Christina Economos, dean of the Friedman School and the New Balance Chair in Childhood Nutrition, is the co-principal investigator on the five-year project, which is funded by a $6.6 million grant awarded by the National Institutes of Health. Delta GREENS aims to test whether the implementation of food-is-medicine programs can improve health and reduce variations in health vulnerability in the Delta.
For her research, Nicholson Robinson conducted a qualitative study to help understand how people of the Delta navigate living in a food swamp, or area where people are presented with an overrepresentation of unhealthy food options. During her analysis, she examined the challenges the community faced from a public health perspective.
Nicholson Robinson’s findings and the community voices can be found in her paper, which was published in the American Journal of Public Health.
“My hope is that this manuscript may be used as a model for other similar communities,” Nicholson Robinson said. Her recommendations, which were heavily informed by community input, will impact larger food-is-medicine initiatives within the Delta GREENS project.
“If we fail in this work, the unfulfilled promise of sustainable change continues to leave a legacy of hopelessness,” Nicholson Robinson said. “We had a duty to elevate their voices to where they felt heard, but also to apply what we heard from them and then place it into action through our programs.”
The Greenville Bridge in Greenville, Miss. spans the Mississippi River. Greenville is the county seat of Washington County, Miss. Photo: Adobe Stock
One such program involves Delta GREENS distributing boxes of fresh produce, fruits and vegetables, and nutritional education materials to approximately 150 study participants after they have completed study activities, such as participation in focus groups. Another 150 individuals without access to the intervention will represent the control group and serve as a comparison.
For Nicholson Robinson’s work, 25 residents of three counties—Bolivar, Washington, and Sunflower—were divided into three focus groups, depending on the county in which they lived, in July and August 2023. Fourteen participants self-identified as women, 11 as men, and 24 of 25 self-identified as non-Hispanic Black. Participants were also then-patients at a Delta Health Center located within their county.
The answers to questions like “What barriers impact your access to fruits and vegetables?” and “Where do you usually buy fruits and vegetables?” resulted in the emergence of three clear themes. The first was centered on fairness in access to healthy food, and the ways residents felt as though it was lacking in the Delta.
“For some reason we in Mississippi Delta, which is one of the poorest regions in the country… Don’t confuse poorness with uneducated and ignorance,” one participant said. “What I mean clearly about that is for some reason people up North and other places, they want to make a contribution to the Delta in the way of fruit and vegetables.

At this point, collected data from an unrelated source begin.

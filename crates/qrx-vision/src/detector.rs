//! ONNX region detector for QR-code-shaped boxes.
//!
//! Runs a pretrained single-class YOLO-family model over a page image and
//! returns candidate rectangles. Preprocessing letterboxes the page into the
//! model's square input; postprocessing applies only the model family's own
//! default filtering (confidence 0.25, NMS IoU 0.45) and maps boxes back
//! into page coordinates.

use std::sync::Mutex;

use async_trait::async_trait;
use ndarray::{Array4, ArrayViewD};
use ort::session::Session;
use tracing::debug;

use qrx_core::{Error, PageImage, Region, RegionDetector, Result};

use crate::config::DetectorConfig;

/// Background fill for letterbox padding, matching the value the model
/// family trains with (gray 114).
const LETTERBOX_FILL: f32 = 114.0 / 255.0;

pub struct OnnxQrDetector {
    // The session is read-only after construction; the lock serializes
    // inference calls, which the strictly-sequential pipeline never contends
    // on.
    session: Mutex<Session>,
    config: DetectorConfig,
}

impl OnnxQrDetector {
    /// Load the detection model. Expensive; construct once at startup and
    /// share via `Arc`.
    pub fn new(config: DetectorConfig) -> Result<Self> {
        let session = Session::builder()
            .and_then(|builder| builder.commit_from_file(&config.model_path))
            .map_err(|e| {
                Error::Config(format!(
                    "failed to load detector model from {}: {}",
                    config.model_path.display(),
                    e
                ))
            })?;
        Ok(Self {
            session: Mutex::new(session),
            config,
        })
    }

    /// Construct from environment variables (`QRX_MODEL_PATH` etc).
    pub fn from_env() -> Result<Self> {
        Self::new(DetectorConfig::from_env()?)
    }
}

#[async_trait]
impl RegionDetector for OnnxQrDetector {
    async fn detect(&self, page: &PageImage) -> Result<Vec<Region>> {
        let (input, letterbox) = preprocess(page, self.config.input_size);

        let session = self
            .session
            .lock()
            .map_err(|_| Error::Internal("detector session lock poisoned".to_string()))?;
        let outputs = session
            .run(
                ort::inputs!["images" => input.view()]
                    .map_err(|e| Error::Detection(e.to_string()))?,
            )
            .map_err(|e| Error::Detection(e.to_string()))?;
        let output = outputs["output0"]
            .try_extract_tensor::<f32>()
            .map_err(|e| Error::Detection(e.to_string()))?;

        let regions = decode_output(
            output,
            letterbox,
            self.config.confidence,
            self.config.nms_iou,
            page.width(),
            page.height(),
        );
        debug!(
            page_width = page.width(),
            page_height = page.height(),
            region_count = regions.len(),
            "detector pass complete"
        );
        Ok(regions)
    }

    async fn health_check(&self) -> Result<bool> {
        // Session construction already validated the model; the lock being
        // healthy is the only runtime condition left.
        Ok(self.session.lock().is_ok())
    }

    fn name(&self) -> &str {
        "onnx"
    }
}

/// Letterbox transform: uniform scale plus centered padding.
#[derive(Debug, Clone, Copy, PartialEq)]
pub(crate) struct Letterbox {
    pub ratio: f32,
    pub pad_x: f32,
    pub pad_y: f32,
}

pub(crate) fn letterbox_params(src_width: u32, src_height: u32, target: u32) -> Letterbox {
    let ratio = (target as f32 / src_width as f32).min(target as f32 / src_height as f32);
    let new_w = (src_width as f32 * ratio).round();
    let new_h = (src_height as f32 * ratio).round();
    Letterbox {
        ratio,
        pad_x: (target as f32 - new_w) / 2.0,
        pad_y: (target as f32 - new_h) / 2.0,
    }
}

/// Resize with preserved aspect ratio onto a gray square NCHW tensor,
/// normalized to [0, 1].
fn preprocess(page: &PageImage, target: u32) -> (Array4<f32>, Letterbox) {
    let letterbox = letterbox_params(page.width(), page.height(), target);
    let new_w = ((page.width() as f32 * letterbox.ratio).round() as u32).max(1);
    let new_h = ((page.height() as f32 * letterbox.ratio).round() as u32).max(1);
    let resized =
        image::imageops::resize(page, new_w, new_h, image::imageops::FilterType::Triangle);

    let edge = target as usize;
    let mut input = Array4::<f32>::from_elem((1, 3, edge, edge), LETTERBOX_FILL);
    let x_off = letterbox.pad_x.round() as usize;
    let y_off = letterbox.pad_y.round() as usize;
    for (x, y, pixel) in resized.enumerate_pixels() {
        let row = (y as usize + y_off).min(edge - 1);
        let col = (x as usize + x_off).min(edge - 1);
        for c in 0..3 {
            input[[0, c, row, col]] = pixel[c] as f32 / 255.0;
        }
    }
    (input, letterbox)
}

/// One scored box in page coordinates, pre-NMS.
#[derive(Debug, Clone, Copy, PartialEq)]
pub(crate) struct Candidate {
    pub x1: f32,
    pub y1: f32,
    pub x2: f32,
    pub y2: f32,
    pub score: f32,
}

pub(crate) fn iou(a: &Candidate, b: &Candidate) -> f32 {
    let ix1 = a.x1.max(b.x1);
    let iy1 = a.y1.max(b.y1);
    let ix2 = a.x2.min(b.x2);
    let iy2 = a.y2.min(b.y2);
    let inter = (ix2 - ix1).max(0.0) * (iy2 - iy1).max(0.0);
    if inter <= 0.0 {
        return 0.0;
    }
    let area_a = (a.x2 - a.x1).max(0.0) * (a.y2 - a.y1).max(0.0);
    let area_b = (b.x2 - b.x1).max(0.0) * (b.y2 - b.y1).max(0.0);
    inter / (area_a + area_b - inter)
}

/// Greedy non-maximum suppression. Output is score-descending; that order
/// is the detector's emission order and is preserved downstream.
pub(crate) fn nms(mut candidates: Vec<Candidate>, iou_threshold: f32) -> Vec<Candidate> {
    candidates.sort_by(|a, b| {
        b.score
            .partial_cmp(&a.score)
            .unwrap_or(std::cmp::Ordering::Equal)
    });
    let mut kept: Vec<Candidate> = Vec::new();
    'outer: for candidate in candidates {
        for survivor in &kept {
            if iou(survivor, &candidate) > iou_threshold {
                continue 'outer;
            }
        }
        kept.push(candidate);
    }
    kept
}

/// Decode a raw `[1, 4 + classes, anchors]` model output into clamped page
/// regions.
pub(crate) fn decode_output(
    output: ArrayViewD<'_, f32>,
    letterbox: Letterbox,
    confidence: f32,
    iou_threshold: f32,
    page_width: u32,
    page_height: u32,
) -> Vec<Region> {
    let shape = output.shape();
    if shape.len() != 3 || shape[1] < 5 {
        return Vec::new();
    }
    let rows = shape[1];
    let anchors = shape[2];

    let mut candidates = Vec::new();
    for a in 0..anchors {
        let mut score = 0.0f32;
        for class_row in 4..rows {
            score = score.max(output[[0, class_row, a]]);
        }
        if score < confidence {
            continue;
        }
        let cx = output[[0, 0, a]];
        let cy = output[[0, 1, a]];
        let w = output[[0, 2, a]];
        let h = output[[0, 3, a]];
        candidates.push(Candidate {
            x1: (cx - w / 2.0 - letterbox.pad_x) / letterbox.ratio,
            y1: (cy - h / 2.0 - letterbox.pad_y) / letterbox.ratio,
            x2: (cx + w / 2.0 - letterbox.pad_x) / letterbox.ratio,
            y2: (cy + h / 2.0 - letterbox.pad_y) / letterbox.ratio,
            score,
        });
    }

    nms(candidates, iou_threshold)
        .into_iter()
        .filter_map(|c| {
            let region = Region::new(
                c.x1.max(0.0) as u32,
                c.y1.max(0.0) as u32,
                c.x2.max(0.0).ceil() as u32,
                c.y2.max(0.0).ceil() as u32,
            )
            .clamped(page_width, page_height);
            (region.width() > 0 && region.height() > 0).then_some(region)
        })
        .collect()
}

They send these little apples about this size here [participant signals with hands to indicate fruit roughly the size of a golf ball]. Don’t do that. Let us have decent [sized] fruit and vegetables. Don’t give us something nobody else wants.”
That quote stayed with Nicholson Robinson. “Reading that made me realize that when we're providing solutions, and it goes back to really elevating community voice, we can’t mistake poverty for lack of knowledge and being uneducated.”
Another theme was participants’ distrust or suspicion of community engagement projects in the area. “Altruistic public programs don’t typically last in Mississippi without a proper motive. I’m just curious as to how long should I expect to receive this charity program,” one participant posed.
The third theme of the impact of unhealthy food environments directly correlated to health statistics for residents of the Delta, where 62% of people are considered obese.
“I’ll never forget when we were driving through the Delta, we saw three dollar stores all on the same street,” Nicholson Robinson recalled. “And you could tell that those were the places that people went to get their food, because there weren’t any actual grocery stores present.”
Just 4% of the 266 food options in the lower Mississippi Delta are grocery stores or supermarkets, leaving residents, many of whom do not have the means to travel beyond their hometowns, to choose from ultra-processed foods and fast foods for the bulk of their meals.